WHAT THE EXERCISE ASKS: All lines from the one with "en-GB is more" to the end of the listing below are to be transcribed exactly; both end lines are included, and no other lines are.

INFORMATION PROVIDED:
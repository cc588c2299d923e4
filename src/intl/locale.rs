//! Locale tag helpers

/// Locale used when none of the available locales satisfies a request
///
/// English is the most common second language, and en-GB is more
/// representative of the English used in other locales than en-US.
pub fn last_ditch_locale() -> &'static str {
    "en-GB"
}

/// Map a BCP 47 tag to the formatting library's locale name
///
/// `und` is the library's root locale, spelled as the empty string.
pub fn icu_locale(locale: &str) -> &str {
    if locale == "und" {
        ""
    } else {
        locale
    }
}

/// Old tags lacking a script subtag that nonetheless imply one
pub const OLD_STYLE_LANGUAGE_TAG_MAPPINGS: [(&str, &str); 5] = [
    ("pa-PK", "pa-Arab-PK"),
    ("zh-CN", "zh-Hans-CN"),
    ("zh-HK", "zh-Hant-HK"),
    ("zh-SG", "zh-Hans-SG"),
    ("zh-TW", "zh-Hant-TW"),
];

/// The modern equivalent of an old-style tag, if `tag` is one
pub fn modern_language_tag(tag: &str) -> Option<&'static str> {
    OLD_STYLE_LANGUAGE_TAG_MAPPINGS
        .iter()
        .find(|(old, _)| old.eq_ignore_ascii_case(tag))
        .map(|(_, modern)| *modern)
}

TASK OUTPUT:
/// English is the most common second language, and en-GB is more
/// representative of the English used in other locales than en-US.
pub fn last_ditch_locale() -> &'static str {
    "en-GB"
}

/// Map a BCP 47 tag to the formatting library's locale name
///
/// `und` is the library's root locale, spelled as the empty string.
pub fn icu_locale(locale: &str) -> &str {
    if locale == "und" {
        ""
    } else {
        locale
    }
}

/// Old tags lacking a script subtag that nonetheless imply one
pub const OLD_STYLE_LANGUAGE_TAG_MAPPINGS: [(&str, &str); 5] = [
    ("pa-PK", "pa-Arab-PK"),
    ("zh-CN", "zh-Hans-CN"),
    ("zh-HK", "zh-Hant-HK"),
    ("zh-SG", "zh-Hans-SG"),
    ("zh-TW", "zh-Hant-TW"),
];

/// The modern equivalent of an old-style tag, if `tag` is one
pub fn modern_language_tag(tag: &str) -> Option<&'static str> {
    OLD_STYLE_LANGUAGE_TAG_MAPPINGS
        .iter()
        .find(|(old, _)| old.eq_ignore_ascii_case(tag))
        .map(|(_, modern)| *modern)
}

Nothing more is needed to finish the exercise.